Dans la capitale Niamey, en cette veille de la fête de l’Aïd El-Adha communément appelée fête de tabaski, les quartiers, les ruelles, les devantures des maisons, ou sous les hangars qui servent de « Fada » aux jeunes, sont tous transformés en des marchés de bétail improvisés pour la circonstance. En effet, pour certains, c’est l’occasion de tirer leur épingle du jeu et pour d’autres une astuce pour ne pas s’acquitter de la taxe verser aux municipalités dans les marchés de bétail aménagés pour cette activité.

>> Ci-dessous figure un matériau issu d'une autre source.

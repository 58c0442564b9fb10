//! wasiboot-runtime — the module bootstrapper.
//!
//! Loads a WASI preview-1 module from disk, compiles it, binds it to a fresh
//! capability shim and invokes its entry point once:
//!
//! - **Load**: `artifact::load` reads the bytes (`BootError::Io`)
//! - **Compile**: `Runtime::compile` validates and compiles (`BootError::Format`)
//! - **Bind**: `BoundInstance::bind` links against the shim (`BootError::Link`)
//! - **Start**: `BoundInstance::start` calls the entry point
//!
//! # Architecture
//!
//! ```text
//! Bootstrapper
//!   └── Runtime
//!       ├── BootEngine (shared wasmtime::Engine + preview-1 Linker)
//!       ├── CompiledModule cache (module name → Module)
//!       └── InstanceFactory per run
//!           └── BoundInstance (Store<HostState> + Instance), started once
//! ```

pub mod artifact;
pub mod bootstrap;
pub mod instance;

use std::collections::HashMap;
use std::path::Path;
use std::sync::Arc;

use tokio::sync::Mutex;

use wasiboot_core::{BootResult, ModuleSummary};
use wasiboot_host::{BootEngine, ShimConfig};

pub use artifact::ArtifactBytes;
pub use bootstrap::{BootPlan, Bootstrapper};
pub use instance::{BoundInstance, CompiledModule, InstanceFactory, RunOutcome};

/// Owns the engine and a cache of compiled modules.
pub struct Runtime {
    engine: BootEngine,
    /// Compiled module cache: name → compiled module.
    modules: Arc<Mutex<HashMap<String, CompiledModule>>>,
}

impl Runtime {
    /// Create a new runtime with default configuration.
    pub fn new() -> anyhow::Result<Self> {
        let engine = BootEngine::new()?;
        tracing::debug!("wasiboot runtime initialized");
        Ok(Self {
            engine,
            modules: Arc::new(Mutex::new(HashMap::new())),
        })
    }

    /// Get a reference to the underlying engine.
    pub fn engine(&self) -> &BootEngine {
        &self.engine
    }

    /// Compile an artifact and cache it under its name.
    pub async fn compile(&self, artifact: &ArtifactBytes) -> BootResult<CompiledModule> {
        let module = CompiledModule::from_artifact(self.engine.engine(), artifact)?;
        self.modules
            .lock()
            .await
            .insert(module.name().to_string(), module.clone());
        Ok(module)
    }

    /// Load and compile the artifact at `path`.
    pub async fn load_module(&self, path: &Path) -> BootResult<CompiledModule> {
        let artifact = artifact::load(path)?;
        self.compile(&artifact).await
    }

    /// Get a previously compiled module by name.
    pub async fn get_module(&self, name: &str) -> Option<CompiledModule> {
        self.modules.lock().await.get(name).cloned()
    }

    /// List all cached module names.
    pub async fn cached_modules(&self) -> Vec<String> {
        self.modules.lock().await.keys().cloned().collect()
    }

    /// Bind a compiled module to a fresh shim.
    pub async fn bind(
        &self,
        module: &CompiledModule,
        shim_config: &ShimConfig,
    ) -> BootResult<BoundInstance> {
        BoundInstance::bind(&self.engine, module, shim_config).await
    }

    /// Create an instance factory for a compiled module.
    pub fn factory(&self, module: CompiledModule) -> InstanceFactory {
        InstanceFactory::new(self.engine.clone(), module)
    }

    /// Load and compile `path`, then describe it against `entry`.
    pub async fn inspect(&self, path: &Path, entry: &str) -> BootResult<ModuleSummary> {
        let module = self.load_module(path).await?;
        Ok(module.summary(entry))
    }
}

Au niveau des grands marchés de bétail de la ville de Niamey, notamment à Tourakou ferraille’, l’ambiance est nonchalante. La clientèle se fait de plus en plus rare comme l’explique Abdoul Razak, un revendeur de mouton. « Les clients ne viennent qu’à compte-goutte au marché à cause des revendeurs ambulants. Je suis obligé de m’adapter à cette pratique. On arrive à faire quelques ventes. Actuellement, chacun peut s’offrir un animal en fonction de sa bourse. Je vous rassure que même avec 40 000 F, vous pouvez avoir un animal, à la hauteur de votre argent. ».
« Cette année, le marché, est moins animé. Sincèrement, les gens n’ont pas d’argent. Les animaux ne font qu’à arriver, mais hélas ! La clientèle n’est pas au rendez-vous et les moutons coûtent chers aussi. Jusque-là, les prix n’ont pas baissé. Si vous voulez avoir un bon mouton, il faut au minimum débourser 80. 000 francs CFA », déclare Abdou Assoumane, un autre revendeur de mouton.
Pour ce dernier, la situation des revendeurs ambulants ne piétine en rien leur commerce, car dit-il, des fois, ce sont les vendeurs du marché qui donnent les animaux aux jeunes pour circuler dans la ville. « Les véritables propriétaires sont ici dans le marché », a-t-il révélé.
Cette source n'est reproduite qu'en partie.